The pros? Donations are the first and obvious answer, the one metric we measure really well and obsess over. But the group who donates is always the tiny minority relative to the total group exposed. What are the pros there? Staying in their consciousness, brand building. This is very real, and it as it (can) increase the likelihood of future giving among a much larger group.
Great, “continuous” sounds like a winner, perpetually getting donations and staying in customers’ and donors’ consciousness.
The cons? All advertising, marketing and promotion has massive diminishing returns on donations. In short, there is a finite amount to be raised from Donor A, in a given time period, and all the comms in the world won’t change this. If this were the only downside then continuous advertising is merely inefficient but not counterproductive.
Alas, this ain’t the case. The bigger, more insidious problem is the irritation effect that comes from continuous communication. It affects not only today’s donor but also tomorrow’s donor. It causes attrition. This is as well documented and agreed upon and proven in academia as it is unknown or unaccepted by damn near all the large charities around the globe.
We cite the large charities here to distinguish from the smaller groups that likely do have some “white space” on their fundraising/marketing/comms calendar, though that decision was probably driven by internal preference or opinion and is still sub-optimum in the execution. And while we won’t claim to have looked at every large charity’s marketing/fundraising/comms calendar we’d wager heavily in Vegas that none of them take an entire month off, much less two or three…
Contrast this with the commercial sector where much of the advertising is not continuous but instead operates on what is referred to as a “pulsing schedule”. “Pulsing” is just what it sounds like. On and off. Repeat. Heavy “on” period of communications to get sales/donations and build brand/stay in their consciousness followed by an off-period to avoid the negatives of irritation and annoyance.
This is not just theory. It is empirically proven, over and over and over. And not just in the commercial advertising sector.
There was a large study done looking at 5 Dutch charities over 22 consecutive fiscal quarters or just over five years. In the study researchers knew how much money was spent on fundraising/marketing/comms and the resulting number, amount and timing of donations.
The researchers did modeling to look at the distribution of response (and by extension, probability of response) over the 22 quarters. This is the squiggly red line in the chart below that shows a very distinct up and down pattern – peaks are high likelihood of giving and the troughs are low likelihood. Because all of these charities were continuously spending across every month that activity is (loosely) reflected with the dotted purple line.

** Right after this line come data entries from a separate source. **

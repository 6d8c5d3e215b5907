//! Directory resolution and plugin discovery for an installed application.

mod error;
mod plugins;
mod role;

use std::collections::BTreeMap;
use std::path::{Component, Path, PathBuf};

pub use error::DirectoryError;
pub use plugins::{PluginFilter, DEFAULT_PLUGIN_SUFFIX};
pub use role::DirRole;

/// Resolves logical directory names to paths under an installation root.
///
/// Resolution is lenient: a name without an override maps to `<root>/<name>`,
/// whether or not it is one of the standard [`DirRole`]s. Nothing here touches
/// the filesystem except [`find_plugins`](Self::find_plugins).
///
/// ## Example
///
/// ```
/// use dirconf::DirectoryConfig;
/// use std::path::Path;
///
/// let dirs = DirectoryConfig::new("/opt/sample2");
/// assert_eq!(dirs.bin_dir(), Path::new("/opt/sample2/bin"));
/// assert_eq!(dirs.get_dir("etc"), Path::new("/opt/sample2/etc"));
/// ```
#[derive(Debug, Clone, PartialEq, Eq)]
pub struct DirectoryConfig {
    root: PathBuf,
    overrides: BTreeMap<String, PathBuf>,
    filter: PluginFilter,
}

impl DirectoryConfig {
    /// Creates a resolver rooted at `root` with no overrides and the default plugin filter.
    pub fn new(root: impl Into<PathBuf>) -> Self {
        Self {
            root: root.into(),
            overrides: BTreeMap::new(),
            filter: PluginFilter::default(),
        }
    }

    /// Maps `name` to `path` instead of `<root>/<name>`.
    ///
    /// Relative paths are taken relative to the root; absolute paths are used as-is.
    #[must_use]
    pub fn with_override(mut self, name: impl Into<String>, path: impl AsRef<Path>) -> Self {
        let resolved = self.root.join(path);
        self.overrides.insert(name.into(), resolved);
        self
    }

    /// Replaces the rule deciding which files count as plugins.
    #[must_use]
    pub fn with_plugin_filter(mut self, filter: PluginFilter) -> Self {
        self.filter = filter;
        self
    }

    /// Returns the installation root.
    pub fn root(&self) -> &Path {
        &self.root
    }

    pub fn plugin_filter(&self) -> &PluginFilter {
        &self.filter
    }

    /// Returns the binary-install directory, `<root>/bin` by default.
    pub fn bin_dir(&self) -> PathBuf {
        self.dir(DirRole::Bin)
    }

    /// Returns the directory scanned by [`find_plugins`](Self::find_plugins).
    pub fn plugin_dir(&self) -> PathBuf {
        self.dir(DirRole::Plugins)
    }

    /// Typed form of [`get_dir`](Self::get_dir).
    pub fn dir(&self, role: DirRole) -> PathBuf {
        self.get_dir(role.as_str())
    }

    /// Returns the path for a logical directory name.
    ///
    /// The name is always joined below the root: root and drive prefixes in it
    /// are dropped, so `"/etc"` resolves like `"etc"`. An empty name resolves to
    /// the root itself.
    pub fn get_dir(&self, name: &str) -> PathBuf {
        if let Some(path) = self.overrides.get(name) {
            return path.clone();
        }

        let mut path = self.root.clone();
        for component in Path::new(name).components() {
            match component {
                Component::Prefix(_) | Component::RootDir | Component::CurDir => {}
                other => path.push(other),
            }
        }
        path
    }

    /// Appends the plugins found in [`plugin_dir`](Self::plugin_dir) to `out`.
    ///
    /// Newly found names are appended in lexicographic order after whatever `out`
    /// already holds. Returns how many were appended. A missing plugin directory
    /// yields `Ok(0)`; any other failure to list it is a [`DirectoryError::Access`].
    pub fn find_plugins(&self, out: &mut Vec<String>) -> Result<usize, DirectoryError> {
        let dir = self.plugin_dir();
        let Some(found) = plugins::scan(&dir, &self.filter)? else {
            return Ok(0);
        };

        let count = found.len();
        tracing::debug!("found {} plugins in {}", count, dir.display());
        out.extend(found);
        Ok(count)
    }

    /// Returns a fresh list of the plugins found in [`plugin_dir`](Self::plugin_dir).
    pub fn plugins(&self) -> Result<Vec<String>, DirectoryError> {
        let mut list = Vec::new();
        self.find_plugins(&mut list)?;
        Ok(list)
    }
}

#[cfg(test)]
mod tests {
    use super::*;
    use std::fs;

    #[test]
    fn test_standard_layout() {
        let dirs = DirectoryConfig::new("/opt/sample2");
        assert_eq!(dirs.bin_dir(), PathBuf::from("/opt/sample2/bin"));
        assert_eq!(dirs.get_dir("etc"), PathBuf::from("/opt/sample2/etc"));
        assert_eq!(dirs.plugin_dir(), PathBuf::from("/opt/sample2/plugins"));
    }

    #[test]
    fn test_bin_dir_matches_get_dir() {
        for root in ["/opt/a", "/usr/local", "relative/root"] {
            let dirs = DirectoryConfig::new(root);
            assert_eq!(dirs.bin_dir(), dirs.get_dir("bin"));
        }
    }

    #[test]
    fn test_get_dir_is_repeatable() {
        let dirs = DirectoryConfig::new("/opt/app").with_override("etc", "/etc/app");
        assert_eq!(dirs.get_dir("etc"), dirs.get_dir("etc"));
        assert_eq!(dirs.get_dir("custom"), dirs.get_dir("custom"));
    }

    #[test]
    fn test_unknown_name_is_joined() {
        let dirs = DirectoryConfig::new("/opt/app");
        assert_eq!(dirs.get_dir("data/cache"), PathBuf::from("/opt/app/data/cache"));
    }

    #[test]
    fn test_empty_name_is_root() {
        let dirs = DirectoryConfig::new("/opt/app");
        assert_eq!(dirs.get_dir(""), PathBuf::from("/opt/app"));
    }

    #[test]
    fn test_absolute_name_stays_under_root() {
        let dirs = DirectoryConfig::new("/opt/sample2");
        assert_eq!(dirs.get_dir("/etc"), PathBuf::from("/opt/sample2/etc"));
        assert_eq!(dirs.get_dir("//data/./cache"), PathBuf::from("/opt/sample2/data/cache"));
        assert_eq!(dirs.get_dir("/"), PathBuf::from("/opt/sample2"));
    }

    #[test]
    fn test_overrides() {
        let dirs = DirectoryConfig::new("/opt/app")
            .with_override("etc", "/etc/app")
            .with_override("bin", "sbin");
        assert_eq!(dirs.get_dir("etc"), PathBuf::from("/etc/app"));
        assert_eq!(dirs.bin_dir(), PathBuf::from("/opt/app/sbin"));
        assert_eq!(dirs.dir(DirRole::Lib), PathBuf::from("/opt/app/lib"));
    }

    #[test]
    fn test_find_plugins_appends_after_existing() {
        let tmp = tempfile::tempdir().unwrap();
        let plugin_dir = tmp.path().join("plugins");
        fs::create_dir(&plugin_dir).unwrap();
        fs::write(plugin_dir.join("b.plugin"), b"").unwrap();
        fs::write(plugin_dir.join("a.plugin"), b"").unwrap();

        let dirs = DirectoryConfig::new(tmp.path());
        let mut out = vec!["existing".to_string()];
        let count = dirs.find_plugins(&mut out).unwrap();

        assert_eq!(count, 2);
        assert_eq!(out, vec!["existing", "a.plugin", "b.plugin"]);
    }

    #[test]
    fn test_relocated_plugin_dir() {
        let tmp = tempfile::tempdir().unwrap();
        let elsewhere = tmp.path().join("ext");
        fs::create_dir(&elsewhere).unwrap();
        fs::write(elsewhere.join("x.so"), b"").unwrap();

        let dirs = DirectoryConfig::new("/nonexistent/root")
            .with_override("plugins", &elsewhere)
            .with_plugin_filter(PluginFilter::new(".so"));

        assert_eq!(dirs.plugins().unwrap(), vec!["x.so"]);
    }
}
use crate::config::ConfigError;
use crate::dirs::DirectoryError;
use thiserror::Error;

/// Top-level error type for the dirconf library.
#[derive(Debug, Error)]
#[non_exhaustive]
pub enum Error {
    #[error("configuration error: {0}")]
    Config(#[from] ConfigError),

    #[error(transparent)]
    Directory(#[from] DirectoryError),

    #[error("failed to write output: {0}")]
    Output(#[from] std::io::Error),

    #[error("application context requires settings")]
    MissingConfig,

    #[error("installation root is not configured and cannot be derived from the executable path")]
    UnknownRoot,
}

What is obvious is that response does not follow the spend. What should be equally obvious is that each charity could get a far greater return by matching spend to outcome by shifting to a pulsing approach.
So what is optimum? From this study it was quarterly pulsing – one quarter on, one quarter off, then repeat.
Here at the Agitator can almost physically feel the response by many who read that last sentence.
- A quarter with zero pushing out of stuff? Are you insane?
- We only raise money when we ask.
- Our donors love our content, there are very few who get irritated and for those who call to complain, we will adjust their volume.
- We did a test once where we sent fewer asks to a test group and we raised less money.
- If we do this and other charities don’t they’ll get all the money in our off period.
- This was a Dutch study, surely it doesn’t match my situation in my country.
We could address each of these in turn and perhaps will though folks that build up this immediate line of defense are most likely to only double-down on their viewpoint in the face of counterfactuals (another oddity of human behavior).
This is for those folks who are looking for different answers to the same questions and open to the notion that 12 months full of stuff is random and perhaps influenced by our desire to complete whatever ‘set’ we create.
Any Agitator readers care to share your experience with creating donor journeys and/or pulsing?